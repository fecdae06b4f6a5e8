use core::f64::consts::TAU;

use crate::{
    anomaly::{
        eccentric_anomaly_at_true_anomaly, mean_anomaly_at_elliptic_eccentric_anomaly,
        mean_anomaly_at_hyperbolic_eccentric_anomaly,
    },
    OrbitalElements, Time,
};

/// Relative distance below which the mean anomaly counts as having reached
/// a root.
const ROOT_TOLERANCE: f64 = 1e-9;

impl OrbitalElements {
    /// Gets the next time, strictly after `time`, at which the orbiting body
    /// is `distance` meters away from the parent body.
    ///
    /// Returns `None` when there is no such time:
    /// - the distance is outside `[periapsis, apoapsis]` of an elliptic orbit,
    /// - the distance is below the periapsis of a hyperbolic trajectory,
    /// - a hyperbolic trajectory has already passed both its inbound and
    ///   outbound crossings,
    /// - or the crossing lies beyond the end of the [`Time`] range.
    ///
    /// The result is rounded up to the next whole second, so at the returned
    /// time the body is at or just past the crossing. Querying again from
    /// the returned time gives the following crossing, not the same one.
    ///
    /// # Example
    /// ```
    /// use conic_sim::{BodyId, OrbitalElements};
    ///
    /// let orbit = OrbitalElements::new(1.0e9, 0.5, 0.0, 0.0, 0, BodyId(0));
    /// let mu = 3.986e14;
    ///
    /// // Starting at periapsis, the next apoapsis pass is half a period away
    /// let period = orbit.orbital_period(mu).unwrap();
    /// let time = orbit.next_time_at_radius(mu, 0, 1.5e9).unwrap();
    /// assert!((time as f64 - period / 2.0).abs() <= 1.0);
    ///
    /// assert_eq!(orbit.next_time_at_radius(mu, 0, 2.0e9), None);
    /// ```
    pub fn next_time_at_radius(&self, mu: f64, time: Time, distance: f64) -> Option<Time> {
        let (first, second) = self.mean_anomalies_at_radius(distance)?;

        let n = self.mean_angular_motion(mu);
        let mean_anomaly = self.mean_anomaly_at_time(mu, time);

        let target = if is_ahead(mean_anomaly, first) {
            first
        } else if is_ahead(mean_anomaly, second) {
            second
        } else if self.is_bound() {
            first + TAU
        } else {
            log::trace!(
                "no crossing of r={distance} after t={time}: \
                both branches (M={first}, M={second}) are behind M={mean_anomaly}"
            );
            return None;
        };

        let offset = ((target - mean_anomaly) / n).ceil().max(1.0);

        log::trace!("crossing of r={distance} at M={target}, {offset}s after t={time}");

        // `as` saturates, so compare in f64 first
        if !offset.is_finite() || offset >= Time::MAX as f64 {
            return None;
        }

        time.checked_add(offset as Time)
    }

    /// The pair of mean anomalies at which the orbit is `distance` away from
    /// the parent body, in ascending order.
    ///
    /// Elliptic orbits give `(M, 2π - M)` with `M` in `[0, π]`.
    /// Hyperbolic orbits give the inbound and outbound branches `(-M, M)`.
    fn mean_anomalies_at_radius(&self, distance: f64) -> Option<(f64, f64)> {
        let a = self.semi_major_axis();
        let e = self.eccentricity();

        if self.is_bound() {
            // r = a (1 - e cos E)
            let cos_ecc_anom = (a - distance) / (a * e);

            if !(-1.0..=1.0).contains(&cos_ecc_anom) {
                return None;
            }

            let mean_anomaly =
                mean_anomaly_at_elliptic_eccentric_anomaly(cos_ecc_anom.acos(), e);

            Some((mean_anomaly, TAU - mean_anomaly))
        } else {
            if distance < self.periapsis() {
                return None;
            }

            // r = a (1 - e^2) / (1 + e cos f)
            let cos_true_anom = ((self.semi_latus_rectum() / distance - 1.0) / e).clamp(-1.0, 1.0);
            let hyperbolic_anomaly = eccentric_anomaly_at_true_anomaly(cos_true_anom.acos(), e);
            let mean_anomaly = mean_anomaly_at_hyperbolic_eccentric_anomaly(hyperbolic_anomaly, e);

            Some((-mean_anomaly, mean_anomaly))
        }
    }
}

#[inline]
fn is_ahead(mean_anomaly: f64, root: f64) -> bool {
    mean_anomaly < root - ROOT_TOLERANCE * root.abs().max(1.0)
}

-- -- --

> **WHAT YOU ARE ASKED TO DO**
Nothing but an exact copy of the lines from the first one above through the line holding "distance is below" should be returned.

> **SOLUTION**
repository fecdae06b4f6a5e8
use core::f64::consts::TAU;

use crate::{
    anomaly::{
        eccentric_anomaly_at_true_anomaly, mean_anomaly_at_elliptic_eccentric_anomaly,
        mean_anomaly_at_hyperbolic_eccentric_anomaly,
    },
    OrbitalElements, Time,
};

/// Relative distance below which the mean anomaly counts as having reached
/// a root.
const ROOT_TOLERANCE: f64 = 1e-9;

impl OrbitalElements {
    /// Gets the next time, strictly after `time`, at which the orbiting body
    /// is `distance` meters away from the parent body.
    ///
    /// Returns `None` when there is no such time:
    /// - the distance is outside `[periapsis, apoapsis]` of an elliptic orbit,
    /// - the distance is below the periapsis of a hyperbolic trajectory,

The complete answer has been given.